By Lin Noueihed, BEIRUT, Jan 15 (Reuters) – A row between Hizbollah party and Druze leader Walid Jumblatt has plunged Lebanon deeper into a political crisis that has paralysed the government and divided the country along sectarian lines. In an unprecedented attack on Saturday, Jumblatt accused Shi’ite Muslim Hizbollah of hiding behind its "weapons of treachery", capping a month-old campaign against the group that is under pressure to disarm in line with a U.N. resolution. Hizbollah, close to Syria and Iran, responded with a biting attack against Jumblatt, the most outspoken critic of Syria’s domination of Lebanon after the 1975-1990 civil war.

"Which are the weapons of treachery, the weapons of the resistance or those of Walid Jumblatt?
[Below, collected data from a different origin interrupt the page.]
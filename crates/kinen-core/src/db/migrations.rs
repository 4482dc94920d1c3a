//! Database migrations

use crate::error::Result;
use rusqlite::{Connection, OptionalExtension};

/// Current schema version
const CURRENT_VERSION: i32 = 2;

/// Run all pending migrations
pub fn run(conn: &mut Connection) -> Result<()> {
    let version = get_version(conn)?;

    if version < 1 {
        migrate_v1(conn)?;
    }
    if version < 2 {
        migrate_v2(conn)?;
    }

    Ok(())
}

/// Get the current schema version
fn get_version(conn: &Connection) -> Result<i32> {
    let exists: bool = conn.query_row(
        "SELECT EXISTS(SELECT 1 FROM sqlite_master WHERE type='table' AND name='schema_version')",
        [],
        |row| row.get(0),
    )?;

    if !exists {
        return Ok(0);
    }

    let version = conn
        .query_row(
            "SELECT COALESCE(MAX(version), 0) FROM schema_version",
            [],
            |row| row.get(0),
        )
        .optional()?
        .unwrap_or(0);

    Ok(version)
}

/// Migration to version 1: records, mutation queue, conflicts, settings
fn migrate_v1(conn: &mut Connection) -> Result<()> {
    let tx = conn.transaction()?;

    tx.execute_batch(
        "CREATE TABLE IF NOT EXISTS schema_version (
            version INTEGER PRIMARY KEY
        );

        CREATE TABLE IF NOT EXISTS records (
            id TEXT PRIMARY KEY,
            entity_type TEXT NOT NULL,
            is_temporary INTEGER NOT NULL DEFAULT 0,
            data TEXT NOT NULL,
            updated_at INTEGER NOT NULL,
            last_modified INTEGER NOT NULL,
            synced INTEGER NOT NULL DEFAULT 0
        );
        CREATE INDEX IF NOT EXISTS idx_records_entity_type ON records(entity_type);
        CREATE INDEX IF NOT EXISTS idx_records_synced ON records(synced);

        CREATE TABLE IF NOT EXISTS pending_mutations (
            id INTEGER PRIMARY KEY AUTOINCREMENT,
            action TEXT NOT NULL,
            entity_id TEXT NOT NULL,
            payload TEXT NOT NULL,
            priority INTEGER NOT NULL DEFAULT 1,
            enqueued_at INTEGER NOT NULL,
            retry_count INTEGER NOT NULL DEFAULT 0,
            last_retry_at INTEGER,
            last_error TEXT
        );
        CREATE INDEX IF NOT EXISTS idx_pending_mutations_order
            ON pending_mutations(priority DESC, id ASC);
        CREATE INDEX IF NOT EXISTS idx_pending_mutations_entity
            ON pending_mutations(entity_id);

        CREATE TABLE IF NOT EXISTS conflicts (
            id TEXT PRIMARY KEY,
            entity_id TEXT NOT NULL,
            entity_type TEXT NOT NULL,
            status TEXT NOT NULL,
            data TEXT NOT NULL,
            created_at INTEGER NOT NULL,
            resolved_at INTEGER
        );
        CREATE INDEX IF NOT EXISTS idx_conflicts_entity_id ON conflicts(entity_id);
        CREATE INDEX IF NOT EXISTS idx_conflicts_status ON conflicts(status);
        CREATE INDEX IF NOT EXISTS idx_conflicts_created_at ON conflicts(created_at DESC);

        CREATE TABLE IF NOT EXISTS settings (
            key TEXT PRIMARY KEY,
            value TEXT NOT NULL
        );

        INSERT INTO schema_version (version) VALUES (1);",
    )?;

    tx.commit()?;
    tracing::info!("Migrated database to version 1");
    Ok(())
}

/// Migration to version 2: conflict-blocked mutations and sync history
fn migrate_v2(conn: &mut Connection) -> Result<()> {
    let tx = conn.transaction()?;

    tx.execute_batch(
        "ALTER TABLE pending_mutations ADD COLUMN conflict_id TEXT;
        CREATE INDEX IF NOT EXISTS idx_pending_mutations_conflict
            ON pending_mutations(conflict_id);

        CREATE TABLE IF NOT EXISTS sync_log (
            id INTEGER PRIMARY KEY AUTOINCREMENT,
            mutation_id INTEGER NOT NULL,
            entity_id TEXT NOT NULL,
            action TEXT NOT NULL,
            outcome TEXT NOT NULL,
            message TEXT,
            created_at INTEGER NOT NULL
        );
        CREATE INDEX IF NOT EXISTS idx_sync_log_created_at ON sync_log(created_at DESC);

        INSERT INTO schema_version (version) VALUES (2);",
    )?;

    tx.commit()?;
    tracing::info!("Migrated database to version {CURRENT_VERSION}");
    Ok(())
}

#[cfg(test)]
mod tests {
    use super::*;

    fn setup() -> Connection {
        Connection::open_in_memory().unwrap()
    }

    #[test]
    fn test_migrations() {
        let mut conn = setup();
        run(&mut conn).unwrap();

        let version = get_version(&conn).unwrap();
        assert_eq!(version, CURRENT_VERSION);
    }

    #[test]
    fn test_migrations_idempotent() {
        let mut conn = setup();
        run(&mut conn).unwrap();
        run(&mut conn).unwrap(); // Should not fail

        let version = get_version(&conn).unwrap();
        assert_eq!(version, CURRENT_VERSION);
    }

    #[test]
    fn test_migration_v2_adds_conflict_column() {
        let mut conn = setup();
        run(&mut conn).unwrap();

        let has_column: bool = conn
            .query_row(
                "SELECT EXISTS(
                    SELECT 1 FROM pragma_table_info('pending_mutations')
                    WHERE name = 'conflict_id'
                )",
                [],
                |row| row.get(0),
            )
            .unwrap();

        assert!(has_column);
    }
}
The arms that liberated and protected Lebanon or those that destroyed, expelled, burned, killed and committed massacres?" it said referring to his role as a warlord during the war."If treachery was embodied as a man in these bad times, it would be Walid Jumblatt". The standoff spilled over into a public slanging match after a flurry of diplomatic efforts failed last week to reach a compromise over a U.N. inquiry that has implicated Syria in the murder of former Prime Minister Rafik al-Hariri in February.
Syrian President Bashar al-Assad flew to Egypt and Saudi Arabia last Sunday for talks on Lebanon, though Damascus has since rejected a U.N. request to question him over the case.

Lebanon’s sectarian political system is showing the strains of divisions over Damascus.

Renewing pressure on Syria and backing for its opponents in Lebanon, the United States urged Damascus on Saturday to stop obstructing the inquiry or risk further action in the U.N. Security Council.

Assistant Secretary of State David Welch was met by dozens of pro-Syrian students protesting against his visit to Beirut and what they see as U.S. interference in Lebanon.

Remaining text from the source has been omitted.